=== Exercise ===
From the entries below, transcribe exactly the lines between the line holding "impl ProviderFactory for" and the line holding "self.config_schema()", inclusive; skip all other lines.

[Collected data]
■ ■ ■ ■ ■

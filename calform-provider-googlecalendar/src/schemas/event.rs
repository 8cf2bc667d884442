//! event schema definition for Google Calendar

use super::GoogleCalendarSchemaConfig;
use calform_core::resource::Value;
use calform_core::schema::{AttributeSchema, AttributeType, ResourceSchema};

/// Allowed visibility values; empty means the calendar default
pub const VISIBILITY_VALUES: &[&str] = &["public", "private", ""];

fn visibility_type() -> AttributeType {
    AttributeType::Enum(VISIBILITY_VALUES.iter().map(|v| v.to_string()).collect())
}

fn attendee_type() -> AttributeType {
    AttributeType::Struct {
        name: "Attendee".to_string(),
        fields: vec![
            AttributeSchema::new("email", AttributeType::String)
                .required()
                .with_description("Email address of the attendee."),
            AttributeSchema::new("optional", AttributeType::Bool)
                .computed()
                .with_default(Value::Bool(false))
                .with_description("Whether this is an optional attendee."),
        ],
    }
}

fn attachment_type() -> AttributeType {
    AttributeType::Struct {
        name: "Attachment".to_string(),
        fields: vec![
            AttributeSchema::new("file_url", AttributeType::String)
                .required()
                .with_description("URL link to the attachment."),
            AttributeSchema::new("mime_type", AttributeType::String)
                .required()
                .with_description("Internet media type (MIME type) of the attachment."),
            AttributeSchema::new("title", AttributeType::String)
                .with_description("Attachment title."),
        ],
    }
}

fn conference_type() -> AttributeType {
    AttributeType::Struct {
        name: "Conference".to_string(),
        fields: vec![
            AttributeSchema::new("google_meet_id", AttributeType::String)
                .required()
                .with_description("Hangouts Meet id, e.g. abc-defg-hij."),
        ],
    }
}

/// Returns the schema config for event
pub fn event_config() -> GoogleCalendarSchemaConfig {
    GoogleCalendarSchemaConfig {
        resource_type_name: "event",
        schema: ResourceSchema::new("googlecalendar.event")
            .with_description("An event on the primary calendar of the authenticated account.")
            .attribute(
                AttributeSchema::new("id", AttributeType::String)
                    .read_only()
                    .with_description("Identifier assigned by Google Calendar. (read-only)"),
            )
            .attribute(
                AttributeSchema::new("summary", AttributeType::String)
                    .required()
                    .with_description("Title of the event."),
            )
            .attribute(
                AttributeSchema::new("location", AttributeType::String)
                    .with_description("Geographic location of the event as free-form text."),
            )
            .attribute(
                AttributeSchema::new("description", AttributeType::String)
                    .with_description("Description of the event. Can contain HTML."),
            )
            .attribute(
                AttributeSchema::new("start", AttributeType::String)
                    .required()
                    .with_description("Start time as an RFC 3339 timestamp."),
            )
            .attribute(
                AttributeSchema::new("end", AttributeType::String)
                    .required()
                    .with_description("End time as an RFC 3339 timestamp."),
            )
            .attribute(
                AttributeSchema::new("timezone", AttributeType::String)
                    .required()
                    .with_description("IANA time zone name applied to both start and end."),
            )
            .attribute(
                AttributeSchema::new("guests_can_invite_others", AttributeType::Bool)
                    .computed()
                    .with_default(Value::Bool(true))
                    .with_description(
                        "Whether attendees other than the organizer can invite others.",
                    ),
            )
            .attribute(
                AttributeSchema::new("guests_can_modify", AttributeType::Bool)
                    .computed()
                    .with_default(Value::Bool(true))
                    .with_description(
                        "Whether attendees other than the organizer can modify the event.",
                    ),
            )
            .attribute(
                AttributeSchema::new("guests_can_see_other_guests", AttributeType::Bool)
                    .computed()
                    .with_default(Value::Bool(true))
                    .with_description(
                        "Whether attendees other than the organizer can see who the attendees are.",
                    ),
            )
            .attribute(
                AttributeSchema::new("show_as_available", AttributeType::Bool)
                    .computed()
                    .with_default(Value::Bool(false))
                    .with_description(
                        "Whether the event leaves the time free (transparent) instead of busy.",
                    ),
            )
            .attribute(
                AttributeSchema::new("send_notifications", AttributeType::Bool)
                    .computed()
                    .with_default(Value::Bool(true))
                    .with_description(
                        "Whether to notify attendees when the event is created, changed or deleted.",
                    ),
            )
            .attribute(
                AttributeSchema::new("visibility", visibility_type())
                    .computed()
                    .with_default(Value::from(""))
                    .with_description(
                        "Visibility of the event: public, private, or empty for the calendar default.",
                    ),
            )
            .attribute(
                AttributeSchema::new(
                    "recurrence",
                    AttributeType::List(Box::new(AttributeType::String)),
                )
                .with_description("RRULE, EXRULE, RDATE and EXDATE lines (RFC 5545)."),
            )
            .attribute(
                AttributeSchema::new("conference", conference_type())
                    .with_description("Video conference attached to the event."),
            )
            .attribute(
                AttributeSchema::new("attendee", AttributeType::Set(Box::new(attendee_type())))
                    .with_description("Attendees of the event."),
            )
            .attribute(
                AttributeSchema::new(
                    "attachment",
                    AttributeType::Set(Box::new(attachment_type())),
                )
                .with_description("File attachments (Google Drive links)."),
            )
            .attribute(
                AttributeSchema::new("html_link", AttributeType::String)
                    .read_only()
                    .with_description(
                        "Link to the event in the Google Calendar web UI. (read-only)",
                    ),
            ),
    }
}
#[tokio::test]
async fn update_clears_fields_absent_from_configuration() {
    init_logging();
    let server = MockServer::start().await;

    let mut current = remote_event("evt1");
    current["location"] = json!("Room 1");
    current["description"] = json!("Daily sync");
    current["recurrence"] = json!(["RRULE:FREQ=DAILY"]);
    current["conferenceData"] = json!({
        "conferenceSolution": {"key": {"type": "hangoutsMeet"}},
        "entryPoints": [{"entryPointType": "video", "uri": "https://meet.google.com/abc-defg-hij"}]
    });
    current["attendees"] = json!([{"email": "alice@x", "responseStatus": "accepted"}]);
    current["attachments"] = json!([{
        "fileUrl": "https://drive.google.com/file/d/1",
        "mimeType": "application/pdf"
    }]);
    Mock::given(method("GET"))
        .and(path("/calendars/primary/events/evt1"))
        .respond_with(ResponseTemplate::new(200).set_body_json(current))
        .expect(1)
        .mount(&server)
        .await;
    Mock::given(method("PUT"))
        .and(path("/calendars/primary/events/evt1"))
        .respond_with(ResponseTemplate::new(200).set_body_json(remote_event("evt1")))
        .expect(1)
        .mount(&server)
        .await;

    let mut state = existing_state(true);
    lifecycle::update(&provider_for(&server), &mut state, &standup())
        .await
        .unwrap();

    let put = requests_with_method(&server, "PUT").await;
    let body = body_json(&put[0]);
    for field in [
        "location",
        "description",
        "recurrence",
        "conferenceData",
        "attendees",
        "attachments",
    ] {
        assert!(body.get(field).is_none(), "{} should be cleared", field);
    }
    assert_eq!(body["etag"], json!("\"3181161784712000\""));

    for attr in ["location", "description", "recurrence", "conference", "attendee", "attachment"] {
        assert!(!state.attributes.contains_key(attr), "{} left in state", attr);
    }
}

#[tokio::test]
async fn failed_update_leaves_state_untouched() {
    init_logging();
    let server = MockServer::start().await;
    Mock::given(method("GET"))
        .and(path("/calendars/primary/events/evt1"))
        .respond_with(ResponseTemplate::new(200).set_body_json(remote_event("evt1")))
        .mount(&server)
        .await;
    Mock::given(method("PUT"))
        .and(path("/calendars/primary/events/evt1"))
        .respond_with(ResponseTemplate::new(400).set_body_json(json!({
            "error": {"code": 400, "message": "Bad Request"}
        })))
        .mount(&server)
        .await;

    let mut state = existing_state(true);
    let before = state.clone();
    let err = lifecycle::update(&provider_for(&server), &mut state, &standup())
        .await
        .unwrap_err();

    assert_eq!(
        err.message,
        "Could not update event evt1: googleapi: Error 400: Bad Request"
    );
    assert_eq!(state, before);
}
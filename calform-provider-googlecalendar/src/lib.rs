//! Calform Google Calendar Provider
//!
//! Manages Google Calendar events through the Calendar API v3.
//!
//! ## Module Structure
//!
//! - `config` - Provider configuration and credential resolution
//! - `auth` - Credential parsing and OAuth2 access tokens
//! - `client` - Calendar REST client
//! - `api` - Remote event representation
//! - `model` - Typed event attributes
//! - `event` - Mapping between the typed model and the remote event
//! - `resources` - Resource type definitions
//! - `provider` - GoogleCalendarProvider implementation
//! - `schemas` - Resource and provider schemas
//! - `utils` - Helper functions for value conversion

pub mod api;
pub mod auth;
pub mod client;
pub mod config;
pub mod error;
pub mod event;
pub mod model;
pub mod provider;
pub mod resources;
pub mod schemas;
pub mod utils;

// Re-export main types
pub use client::CalendarClient;
pub use config::ProviderConfig;
pub use error::ClientError;
pub use provider::GoogleCalendarProvider;
pub use utils::{bool_to_transparency, transparency_to_bool};

use calform_core::provider::{
    BoxFuture, ConfigureRequest, Provider, ProviderError, ProviderFactory, ProviderResult,
    ResourceType,
};
use calform_core::resource::{Resource, State};
use calform_core::schema::ResourceSchema;

use resources::resource_types;

pub const PROVIDER_NAME: &str = "googlecalendar";

// =============================================================================
// Provider Trait Implementation
// =============================================================================

impl Provider for GoogleCalendarProvider {
    fn name(&self) -> &'static str {
        PROVIDER_NAME
    }

    fn resource_types(&self) -> Vec<Box<dyn ResourceType>> {
        resource_types()
    }

    fn create(&self, resource: &Resource) -> BoxFuture<'_, ProviderResult<State>> {
        let resource = resource.clone();
        Box::pin(async move { self.create_resource(resource).await })
    }

    fn read(&self, current: &State) -> BoxFuture<'_, ProviderResult<State>> {
        let current = current.clone();
        Box::pin(async move { self.read_resource(&current).await })
    }

    fn update(&self, from: &State, to: &Resource) -> BoxFuture<'_, ProviderResult<State>> {
        let from = from.clone();
        let to = to.clone();
        Box::pin(async move { self.update_resource(&from, to).await })
    }

    fn delete(&self, current: &State) -> BoxFuture<'_, ProviderResult<()>> {
        let current = current.clone();
        Box::pin(async move { self.delete_resource(&current).await })
    }
}

// =============================================================================
// Provider Factory
// =============================================================================

/// Configures [`GoogleCalendarProvider`] instances for the host
#[derive(Debug, Default, Clone, Copy)]
pub struct GoogleCalendarProviderFactory;

impl ProviderFactory for GoogleCalendarProviderFactory {
    fn name(&self) -> &'static str {
        PROVIDER_NAME
    }

    fn config_schema(&self) -> ResourceSchema {
        schemas::provider_config_schema()
    }

    fn configure(
        &self,
        request: ConfigureRequest,
    ) -> BoxFuture<'_, ProviderResult<Box<dyn Provider>>> {
        Box::pin(async move {
            self.config_schema()
                .validate(&request.attributes)
                .map_err(|errors| ProviderError::from_type_errors(&errors))?;
            let config = ProviderConfig::from_request(&request)?;
            let provider = GoogleCalendarProvider::from_config(&config)?;
            Ok(Box::new(provider) as Box<dyn Provider>)
        })
    }
}
//! Remote representation of a Google Calendar event (Calendar API v3).
//!
//! Only the fields this provider manages are typed. Everything else the API
//! returns is kept in `extra` maps so a fetched event can be written back
//! without dropping remote-managed data.

use serde::{Deserialize, Serialize};
use serde_json::{Map, Value as JsonValue};

/// A calendar event resource
#[derive(Debug, Clone, Default, PartialEq, Serialize, Deserialize)]
#[serde(rename_all = "camelCase")]
pub struct Event {
    #[serde(skip_serializing_if = "Option::is_none")]
    pub id: Option<String>,
    #[serde(skip_serializing_if = "Option::is_none")]
    pub summary: Option<String>,
    #[serde(skip_serializing_if = "Option::is_none")]
    pub location: Option<String>,
    #[serde(skip_serializing_if = "Option::is_none")]
    pub description: Option<String>,
    #[serde(skip_serializing_if = "Option::is_none")]
    pub start: Option<EventDateTime>,
    #[serde(skip_serializing_if = "Option::is_none")]
    pub end: Option<EventDateTime>,
    #[serde(skip_serializing_if = "Option::is_none")]
    pub guests_can_invite_others: Option<bool>,
    #[serde(skip_serializing_if = "Option::is_none")]
    pub guests_can_modify: Option<bool>,
    #[serde(skip_serializing_if = "Option::is_none")]
    pub guests_can_see_other_guests: Option<bool>,
    /// "opaque" (busy) or "transparent" (available)
    #[serde(skip_serializing_if = "Option::is_none")]
    pub transparency: Option<String>,
    #[serde(skip_serializing_if = "Option::is_none")]
    pub visibility: Option<String>,
    /// RRULE, EXRULE, RDATE and EXDATE lines
    #[serde(default, skip_serializing_if = "Vec::is_empty")]
    pub recurrence: Vec<String>,
    #[serde(skip_serializing_if = "Option::is_none")]
    pub conference_data: Option<ConferenceData>,
    #[serde(default, skip_serializing_if = "Vec::is_empty")]
    pub attendees: Vec<EventAttendee>,
    #[serde(default, skip_serializing_if = "Vec::is_empty")]
    pub attachments: Vec<EventAttachment>,
    #[serde(skip_serializing_if = "Option::is_none")]
    pub html_link: Option<String>,
    #[serde(flatten)]
    pub extra: Map<String, JsonValue>,
}

/// Start or end of an event
#[derive(Debug, Clone, Default, PartialEq, Serialize, Deserialize)]
#[serde(rename_all = "camelCase")]
pub struct EventDateTime {
    #[serde(skip_serializing_if = "Option::is_none")]
    pub date_time: Option<String>,
    #[serde(skip_serializing_if = "Option::is_none")]
    pub time_zone: Option<String>,
    /// All-day events carry a date instead of a date-time
    #[serde(skip_serializing_if = "Option::is_none")]
    pub date: Option<String>,
}

#[derive(Debug, Clone, Default, PartialEq, Serialize, Deserialize)]
#[serde(rename_all = "camelCase")]
pub struct EventAttendee {
    #[serde(skip_serializing_if = "Option::is_none")]
    pub email: Option<String>,
    #[serde(skip_serializing_if = "Option::is_none")]
    pub optional: Option<bool>,
    /// responseStatus, displayName, organizer, ... (not managed locally)
    #[serde(flatten)]
    pub extra: Map<String, JsonValue>,
}

#[derive(Debug, Clone, Default, PartialEq, Serialize, Deserialize)]
#[serde(rename_all = "camelCase")]
pub struct EventAttachment {
    #[serde(skip_serializing_if = "Option::is_none")]
    pub file_url: Option<String>,
    #[serde(skip_serializing_if = "Option::is_none")]
    pub mime_type: Option<String>,
    #[serde(skip_serializing_if = "Option::is_none")]
    pub title: Option<String>,
    #[serde(flatten)]
    pub extra: Map<String, JsonValue>,
}

#[derive(Debug, Clone, Default, PartialEq, Serialize, Deserialize)]
#[serde(rename_all = "camelCase")]
pub struct ConferenceData {
    #[serde(skip_serializing_if = "Option::is_none")]
    pub conference_solution: Option<ConferenceSolution>,
    #[serde(default, skip_serializing_if = "Vec::is_empty")]
    pub entry_points: Vec<EntryPoint>,
    #[serde(flatten)]
    pub extra: Map<String, JsonValue>,
}

#[derive(Debug, Clone, Default, PartialEq, Serialize, Deserialize)]
#[serde(rename_all = "camelCase")]
pub struct ConferenceSolution {
    #[serde(skip_serializing_if = "Option::is_none")]
    pub key: Option<ConferenceSolutionKey>,
    #[serde(flatten)]
    pub extra: Map<String, JsonValue>,
}

#[derive(Debug, Clone, Default, PartialEq, Serialize, Deserialize)]
pub struct ConferenceSolutionKey {
    /// e.g. "hangoutsMeet"
    #[serde(rename = "type", skip_serializing_if = "Option::is_none")]
    pub solution_type: Option<String>,
}

#[derive(Debug, Clone, Default, PartialEq, Serialize, Deserialize)]
#[serde(rename_all = "camelCase")]
pub struct EntryPoint {
    #[serde(skip_serializing_if = "Option::is_none")]
    pub entry_point_type: Option<String>,
    #[serde(skip_serializing_if = "Option::is_none")]
    pub uri: Option<String>,
    #[serde(skip_serializing_if = "Option::is_none")]
    pub label: Option<String>,
    #[serde(flatten)]
    pub extra: Map<String, JsonValue>,
}

/// Error envelope returned by Google APIs
#[derive(Debug, Deserialize)]
pub(crate) struct ErrorResponse {
    pub error: ErrorBody,
}

#[derive(Debug, Deserialize)]
pub(crate) struct ErrorBody {
    #[serde(default)]
    pub message: String,
}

■ ■ ■ ■ ■

=== Finished exercise ===
impl ProviderFactory for GoogleCalendarProviderFactory {
    fn name(&self) -> &'static str {
        PROVIDER_NAME
    }

    fn config_schema(&self) -> ResourceSchema {
        schemas::provider_config_schema()
    }

    fn configure(
        &self,
        request: ConfigureRequest,
    ) -> BoxFuture<'_, ProviderResult<Box<dyn Provider>>> {
        Box::pin(async move {
            self.config_schema()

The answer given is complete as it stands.